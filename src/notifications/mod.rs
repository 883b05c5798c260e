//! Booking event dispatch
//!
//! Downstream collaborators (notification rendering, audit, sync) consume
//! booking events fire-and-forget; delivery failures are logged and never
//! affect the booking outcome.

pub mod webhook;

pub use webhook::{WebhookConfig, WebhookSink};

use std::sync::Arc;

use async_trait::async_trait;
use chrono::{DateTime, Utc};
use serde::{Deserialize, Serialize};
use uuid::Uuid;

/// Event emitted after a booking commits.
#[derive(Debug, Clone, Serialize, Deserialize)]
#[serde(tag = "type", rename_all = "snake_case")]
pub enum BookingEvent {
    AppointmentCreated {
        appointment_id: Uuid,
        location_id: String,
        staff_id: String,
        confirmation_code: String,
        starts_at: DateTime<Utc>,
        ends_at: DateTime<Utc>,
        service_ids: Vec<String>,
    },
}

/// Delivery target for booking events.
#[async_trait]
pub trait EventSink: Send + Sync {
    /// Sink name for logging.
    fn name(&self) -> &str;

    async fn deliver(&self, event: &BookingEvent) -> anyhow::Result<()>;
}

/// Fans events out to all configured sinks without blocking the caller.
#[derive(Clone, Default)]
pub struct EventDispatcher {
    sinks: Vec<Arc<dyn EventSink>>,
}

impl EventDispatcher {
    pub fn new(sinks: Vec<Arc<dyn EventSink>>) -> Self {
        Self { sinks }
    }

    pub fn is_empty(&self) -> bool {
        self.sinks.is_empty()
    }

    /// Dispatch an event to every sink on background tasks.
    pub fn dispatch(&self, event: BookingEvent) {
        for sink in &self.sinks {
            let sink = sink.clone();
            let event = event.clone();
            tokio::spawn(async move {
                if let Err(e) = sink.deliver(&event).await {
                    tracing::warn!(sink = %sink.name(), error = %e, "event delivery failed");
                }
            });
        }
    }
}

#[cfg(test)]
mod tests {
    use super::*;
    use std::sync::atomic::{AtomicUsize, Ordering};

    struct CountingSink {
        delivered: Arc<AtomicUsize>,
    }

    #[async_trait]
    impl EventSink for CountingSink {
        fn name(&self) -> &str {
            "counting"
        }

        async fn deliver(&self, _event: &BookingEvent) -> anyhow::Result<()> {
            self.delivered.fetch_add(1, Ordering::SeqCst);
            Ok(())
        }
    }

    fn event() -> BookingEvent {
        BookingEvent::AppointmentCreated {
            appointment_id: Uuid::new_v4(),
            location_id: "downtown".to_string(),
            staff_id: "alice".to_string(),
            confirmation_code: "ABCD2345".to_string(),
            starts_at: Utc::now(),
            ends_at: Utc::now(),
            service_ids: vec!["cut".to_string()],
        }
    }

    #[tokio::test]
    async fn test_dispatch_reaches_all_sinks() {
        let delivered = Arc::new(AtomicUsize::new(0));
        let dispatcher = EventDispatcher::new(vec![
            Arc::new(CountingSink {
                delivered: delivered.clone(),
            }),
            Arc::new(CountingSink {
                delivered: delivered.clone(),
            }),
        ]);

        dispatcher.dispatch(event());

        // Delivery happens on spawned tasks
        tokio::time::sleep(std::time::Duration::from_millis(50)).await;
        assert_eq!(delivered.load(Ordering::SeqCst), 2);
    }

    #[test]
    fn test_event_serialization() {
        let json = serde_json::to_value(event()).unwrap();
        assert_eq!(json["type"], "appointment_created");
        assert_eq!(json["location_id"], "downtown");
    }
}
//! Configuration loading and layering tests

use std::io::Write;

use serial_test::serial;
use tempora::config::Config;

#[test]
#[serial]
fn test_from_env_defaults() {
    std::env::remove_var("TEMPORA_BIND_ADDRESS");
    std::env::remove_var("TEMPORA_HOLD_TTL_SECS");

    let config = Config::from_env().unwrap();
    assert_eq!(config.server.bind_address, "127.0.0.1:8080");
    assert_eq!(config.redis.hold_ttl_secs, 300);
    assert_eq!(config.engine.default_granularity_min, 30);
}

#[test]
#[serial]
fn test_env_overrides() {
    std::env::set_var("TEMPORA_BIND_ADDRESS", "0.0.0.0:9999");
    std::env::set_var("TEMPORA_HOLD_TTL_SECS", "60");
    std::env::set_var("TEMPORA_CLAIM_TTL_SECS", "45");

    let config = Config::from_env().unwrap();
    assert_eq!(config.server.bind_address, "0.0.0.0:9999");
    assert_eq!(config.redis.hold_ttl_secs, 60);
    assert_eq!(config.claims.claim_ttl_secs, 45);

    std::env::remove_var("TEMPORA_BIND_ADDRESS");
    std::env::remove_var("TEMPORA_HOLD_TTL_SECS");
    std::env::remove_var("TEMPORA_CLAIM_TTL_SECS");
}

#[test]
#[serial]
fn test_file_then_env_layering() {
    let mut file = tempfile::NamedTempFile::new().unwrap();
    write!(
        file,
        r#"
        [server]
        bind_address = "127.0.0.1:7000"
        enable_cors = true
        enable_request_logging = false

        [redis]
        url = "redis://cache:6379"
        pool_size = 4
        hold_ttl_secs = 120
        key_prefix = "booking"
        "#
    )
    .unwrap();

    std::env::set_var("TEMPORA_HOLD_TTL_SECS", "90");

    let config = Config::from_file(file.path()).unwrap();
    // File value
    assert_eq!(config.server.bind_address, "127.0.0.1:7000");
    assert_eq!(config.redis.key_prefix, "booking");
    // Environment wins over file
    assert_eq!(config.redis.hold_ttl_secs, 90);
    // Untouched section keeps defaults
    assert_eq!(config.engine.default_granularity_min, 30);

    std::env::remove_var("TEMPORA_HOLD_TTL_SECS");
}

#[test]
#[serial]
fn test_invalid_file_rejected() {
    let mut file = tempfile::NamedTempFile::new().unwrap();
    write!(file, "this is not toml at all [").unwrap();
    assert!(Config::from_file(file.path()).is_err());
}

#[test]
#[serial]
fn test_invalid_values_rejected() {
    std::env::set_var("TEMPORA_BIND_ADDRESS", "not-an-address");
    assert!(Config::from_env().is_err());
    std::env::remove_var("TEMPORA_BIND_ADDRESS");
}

● **Task prompt**:
In this exercise, every line of the listing is to be output exactly.

● **Response**:
filename src/notifications/mod.rs
repository 883b05c5798c260e
//! Booking event dispatch
//!
//! Downstream collaborators (notification rendering, audit, sync) consume
//! booking events fire-and-forget; delivery failures are logged and never
//! affect the booking outcome.

pub mod webhook;

pub use webhook::{WebhookConfig, WebhookSink};

use std::sync::Arc;

use async_trait::async_trait;
use chrono::{DateTime, Utc};
use serde::{Deserialize, Serialize};
use uuid::Uuid;

/// Event emitted after a booking commits.
#[derive(Debug, Clone, Serialize, Deserialize)]
#[serde(tag = "type", rename_all = "snake_case")]
pub enum BookingEvent {
    AppointmentCreated {
        appointment_id: Uuid,
        location_id: String,
        staff_id: String,
        confirmation_code: String,
        starts_at: DateTime<Utc>,
        ends_at: DateTime<Utc>,
        service_ids: Vec<String>,
    },
}

/// Delivery target for booking events.
#[async_trait]
pub trait EventSink: Send + Sync {
    /// Sink name for logging.
    fn name(&self) -> &str;

    async fn deliver(&self, event: &BookingEvent) -> anyhow::Result<()>;
}

/// Fans events out to all configured sinks without blocking the caller.
#[derive(Clone, Default)]
pub struct EventDispatcher {
    sinks: Vec<Arc<dyn EventSink>>,
}

impl EventDispatcher {
    pub fn new(sinks: Vec<Arc<dyn EventSink>>) -> Self {
        Self { sinks }
    }

    pub fn is_empty(&self) -> bool {
        self.sinks.is_empty()
    }

    /// Dispatch an event to every sink on background tasks.
    pub fn dispatch(&self, event: BookingEvent) {
        for sink in &self.sinks {
            let sink = sink.clone();
            let event = event.clone();
            tokio::spawn(async move {
                if let Err(e) = sink.deliver(&event).await {
                    tracing::warn!(sink = %sink.name(), error = %e, "event delivery failed");
                }
            });
        }
    }
}

#[cfg(test)]
mod tests {
    use super::*;
    use std::sync::atomic::{AtomicUsize, Ordering};

    struct CountingSink {
        delivered: Arc<AtomicUsize>,
    }

    #[async_trait]
    impl EventSink for CountingSink {
        fn name(&self) -> &str {
            "counting"
        }

        async fn deliver(&self, _event: &BookingEvent) -> anyhow::Result<()> {
            self.delivered.fetch_add(1, Ordering::SeqCst);
            Ok(())
        }
    }

    fn event() -> BookingEvent {
        BookingEvent::AppointmentCreated {
            appointment_id: Uuid::new_v4(),
            location_id: "downtown".to_string(),
            staff_id: "alice".to_string(),
            confirmation_code: "ABCD2345".to_string(),
            starts_at: Utc::now(),
            ends_at: Utc::now(),
            service_ids: vec!["cut".to_string()],
        }
    }

    #[tokio::test]
    async fn test_dispatch_reaches_all_sinks() {
        let delivered = Arc::new(AtomicUsize::new(0));
        let dispatcher = EventDispatcher::new(vec![
            Arc::new(CountingSink {
                delivered: delivered.clone(),
            }),
            Arc::new(CountingSink {
                delivered: delivered.clone(),
            }),
        ]);

        dispatcher.dispatch(event());

        // Delivery happens on spawned tasks
        tokio::time::sleep(std::time::Duration::from_millis(50)).await;
        assert_eq!(delivered.load(Ordering::SeqCst), 2);
    }

    #[test]
    fn test_event_serialization() {
        let json = serde_json::to_value(event()).unwrap();
        assert_eq!(json["type"], "appointment_created");
        assert_eq!(json["location_id"], "downtown");
    }
}
//! Configuration loading and layering tests

use std::io::Write;

use serial_test::serial;
use tempora::config::Config;

#[test]
#[serial]
fn test_from_env_defaults() {
    std::env::remove_var("TEMPORA_BIND_ADDRESS");
    std::env::remove_var("TEMPORA_HOLD_TTL_SECS");

    let config = Config::from_env().unwrap();
    assert_eq!(config.server.bind_address, "127.0.0.1:8080");
    assert_eq!(config.redis.hold_ttl_secs, 300);
    assert_eq!(config.engine.default_granularity_min, 30);
}

#[test]
#[serial]
fn test_env_overrides() {
    std::env::set_var("TEMPORA_BIND_ADDRESS", "0.0.0.0:9999");
    std::env::set_var("TEMPORA_HOLD_TTL_SECS", "60");
    std::env::set_var("TEMPORA_CLAIM_TTL_SECS", "45");

    let config = Config::from_env().unwrap();
    assert_eq!(config.server.bind_address, "0.0.0.0:9999");
    assert_eq!(config.redis.hold_ttl_secs, 60);
    assert_eq!(config.claims.claim_ttl_secs, 45);

    std::env::remove_var("TEMPORA_BIND_ADDRESS");
    std::env::remove_var("TEMPORA_HOLD_TTL_SECS");
    std::env::remove_var("TEMPORA_CLAIM_TTL_SECS");
}

#[test]
#[serial]
fn test_file_then_env_layering() {
    let mut file = tempfile::NamedTempFile::new().unwrap();
    write!(
        file,
        r#"
        [server]
        bind_address = "127.0.0.1:7000"
        enable_cors = true
        enable_request_logging = false

        [redis]
        url = "redis://cache:6379"
        pool_size = 4
        hold_ttl_secs = 120
        key_prefix = "booking"
        "#
    )
    .unwrap();

    std::env::set_var("TEMPORA_HOLD_TTL_SECS", "90");

    let config = Config::from_file(file.path()).unwrap();
    // File value
    assert_eq!(config.server.bind_address, "127.0.0.1:7000");
    assert_eq!(config.redis.key_prefix, "booking");
    // Environment wins over file
    assert_eq!(config.redis.hold_ttl_secs, 90);
    // Untouched section keeps defaults
    assert_eq!(config.engine.default_granularity_min, 30);

    std::env::remove_var("TEMPORA_HOLD_TTL_SECS");
}

#[test]
#[serial]
fn test_invalid_file_rejected() {
    let mut file = tempfile::NamedTempFile::new().unwrap();
    write!(file, "this is not toml at all [").unwrap();
    assert!(Config::from_file(file.path()).is_err());
}

#[test]
#[serial]
fn test_invalid_values_rejected() {
    std::env::set_var("TEMPORA_BIND_ADDRESS", "not-an-address");
    assert!(Config::from_env().is_err());
    std::env::remove_var("TEMPORA_BIND_ADDRESS");
}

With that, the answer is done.